The metaphor is the legacy in the state of society of a pre-societal language.  Rousseau posited a pre-societal condition of man, where he lives in absolute dispersion.  The distance he maintains between himself and others impairs the development of his faculty of judgement and gives rise to illusions about others.  His language corresponds to the passions moved by these illusions.  Rousseau claims this is the root of the metaphor.  The metaphor is the sign of the passion affected by the object.  When man becomes socialised, repression of primal fears gives way to their displacement.  ‘The illusory image presented by passion is the first to appear and the language that corresponded to it was also the first invented.  It subsequently became metaphorical when the enlightened spirit, recognising its error, used the expressions only with the passions that produced them.’ (Rousseau)

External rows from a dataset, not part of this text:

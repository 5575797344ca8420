use anyhow::Context;
use clap::{Parser, Subcommand, ValueEnum};
use otc_settle::config::RuntimeConfig;
use otc_settle::engine::entry::now_secs;
use otc_settle::format::{
    format_amount, format_currency, format_fee_rate, format_party_id, parse_decimal,
    DEFAULT_PARTY_DISPLAY_LEN,
};
use otc_settle::{
    checked_scale, metrics, round_to, CreateOfferArgs, Holding, InstrumentId, OtcOffer,
    TradeAmounts,
};
use rust_decimal::Decimal;

#[derive(Parser, Debug)]
#[command(author, version, about, long_about = None)]
struct Cli {
    /// Runtime config file
    #[arg(short, long, default_value = "config.toml", global = true)]
    config: String,

    /// Print Prometheus metrics after the command
    #[arg(long, global = true)]
    metrics: bool,

    #[command(subcommand)]
    command: Command,
}

#[derive(Subcommand, Debug)]
enum Command {
    /// Open an offer and price a trade against it
    Quote(QuoteArgs),
    /// Round a value up at the given scale
    Round {
        /// Number of decimal places
        #[arg(short, long)]
        scale: i64,
        #[arg(allow_hyphen_values = true)]
        value: String,
    },
    /// Validate the runtime config
    Config,
}

#[derive(clap::Args, Debug)]
struct QuoteArgs {
    /// Quantity of the locked asset to trade
    #[arg(short, long)]
    amount: String,

    /// Unit price in the payment asset
    #[arg(short, long)]
    price: String,

    /// Fee rate per side, defaults to the configured rate
    #[arg(short, long)]
    fee_rate: Option<String>,

    /// Payment token scale, defaults to the configured scale
    #[arg(short, long, conflicts_with = "instrument")]
    scale: Option<i64>,

    /// Payment instrument symbol from the instrument registry
    #[arg(short, long)]
    instrument: Option<String>,

    /// Locked instrument symbol from the instrument registry
    #[arg(long)]
    asset: Option<String>,

    /// Amount locked by the maker, defaults to the traded amount
    #[arg(long)]
    locked: Option<String>,

    /// Maker party
    #[arg(long, default_value = "maker")]
    maker: String,

    #[arg(long, value_enum, default_value_t = OutputFormat::Table)]
    format: OutputFormat,
}

#[derive(Clone, Copy, Debug, ValueEnum)]
enum OutputFormat {
    Table,
    Json,
}

/// Amount the maker locks when `--locked` is omitted: the traded amount, or one unit for a zero quote
fn default_locked_amount(amount: Decimal, locked: Option<Decimal>) -> Decimal {
    match locked {
        Some(locked) => locked,
        None if amount > Decimal::ZERO => amount,
        None => Decimal::ONE,
    }
}

fn open_offer(config: &RuntimeConfig, args: &QuoteArgs) -> anyhow::Result<OtcOffer> {
    let operator = &config.parties.operator;

    let (requested_instrument, payment_token_scale) = match &args.instrument {
        Some(symbol) => {
            let instrument = config.instrument(symbol)?;
            (instrument.instrument_id(), instrument.scale)
        }
        None => {
            let scale = args
                .scale
                .unwrap_or(config.settings.default_payment_token_scale as i64);
            (
                InstrumentId::new(operator.clone(), "payment"),
                checked_scale(scale)?,
            )
        }
    };
    let locked_instrument = match &args.asset {
        Some(symbol) => config.instrument(symbol)?.instrument_id(),
        None => InstrumentId::new(operator.clone(), "asset"),
    };

    let mut service = config.market_service()?;
    if let Some(fee_rate) = &args.fee_rate {
        let fee_rate = parse_decimal(fee_rate).context("--fee-rate")?;
        service.update_settings(
            fee_rate,
            service.validator.clone(),
            service.cleaner.clone(),
            service.public_party.clone(),
        )?;
    }

    let locked = match &args.locked {
        Some(locked) => Some(parse_decimal(locked).context("--locked")?),
        None => None,
    };
    let amount = parse_decimal(&args.amount).context("--amount")?;
    let locked_amount = default_locked_amount(amount, locked);
    let now = now_secs();
    let offer = service.open_offer(
        CreateOfferArgs {
            user: args.maker.clone(),
            locked_asset: Holding::new(locked_instrument.clone(), args.maker.clone(), locked_amount),
            locked_instrument,
            requested_instrument,
            unit_price: parse_decimal(&args.price).context("--price")?,
            payment_token_scale,
            description: String::new(),
            valid_until: config.settings.valid_until(now),
        },
        now,
    )?;
    Ok(offer)
}

fn print_table(offer: &OtcOffer, amount: &str, amounts: &TradeAmounts) {
    let locked = offer.locked_instrument.symbol();
    let payment = offer.requested_instrument.symbol();
    let now = now_secs();

    println!(
        "Maker:        {}",
        format_party_id(&offer.creator, DEFAULT_PARTY_DISPLAY_LEN)
    );
    println!("Expires in:   {}", offer.time_remaining(now));
    println!("You receive:  {} {}", amount, locked);
    println!(
        "Base cost:    {}",
        format_currency(amounts.base_cost, payment, 4)
    );
    println!(
        "Fee ({}): {}",
        format_fee_rate(offer.fee_rate),
        format_currency(amounts.taker_fee(), payment, 4)
    );
    println!(
        "Maker gets:   {}",
        format_currency(amounts.maker_receive_amount, payment, 4)
    );
    println!(
        "Total fee:    {}",
        format_currency(amounts.total_fee_amount, payment, 4)
    );
    println!(
        "You pay:      {}",
        format_currency(amounts.taker_total_cost, payment, 4)
    );
}

fn quote(config: &RuntimeConfig, args: QuoteArgs) -> anyhow::Result<()> {
    let offer = open_offer(config, &args)?;
    let amount = parse_decimal(&args.amount).context("--amount")?;
    let amounts = offer.quote(amount)?;

    match args.format {
        OutputFormat::Json => {
            let out = serde_json::json!({ "offer": offer, "amounts": amounts });
            println!("{}", serde_json::to_string_pretty(&out)?);
        }
        OutputFormat::Table => print_table(&offer, &format_amount(amount, 4), &amounts),
    }
    Ok(())
}

fn main() -> anyhow::Result<()> {
    env_logger::try_init().unwrap_or_default();
    let cli = Cli::parse();
    metrics::init_registry();

    let config = RuntimeConfig::load(&cli.config)
        .with_context(|| format!("loading {}", cli.config))?;

    match cli.command {
        Command::Quote(args) => quote(&config, args)?,
        Command::Round { scale, value } => {
            let value = parse_decimal(&value)?;
            println!("{}", round_to(checked_scale(scale)?, value)?);
        }
        Command::Config => {
            let report = config.validate();
            println!("ledger url: {}", config.ledger_url());
            println!("{}", serde_json::to_string_pretty(&report)?);
            if !report.valid {
                log::warn!("config has {} problem(s)", report.errors.len());
            }
        }
    }

    if cli.metrics {
        print!("{}", metrics::gather_text()?);
    }
    Ok(())
}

Freud gave his patient Sergej Pankejeff the pseudonym ‘The Wolf Man’.  In early childhood, Pankejeff dreamt he saw several white wolves sitting in the walnut tree outside his open bedroom window.  He had screamed for fear of being eaten.  Freud claimed Pankejeff had witnessed his parents having sex a tergo or doggy style, a primal scene.  He had seen animals copulating and his unconscious has displaced this onto his parents.  Rousseau describes a similar situation in pre-society: “upon meeting others, a savage man will be frightened.  Because of his fear he sees the others as bigger and stronger than himself.  He calls them ‘giants’”.  As man crosses the threshold between pre-society and society, her brings with him his pre-societal language, a language of false signs born of illusions and passions.

Society can always return to its pre-societal condition.  The latter continues into the former as its possibility.  The metaphor is the expression (and repression) of this possibility and of the primal necessity of dispersion and distance in opposition to synthesis, contiguity and proximity.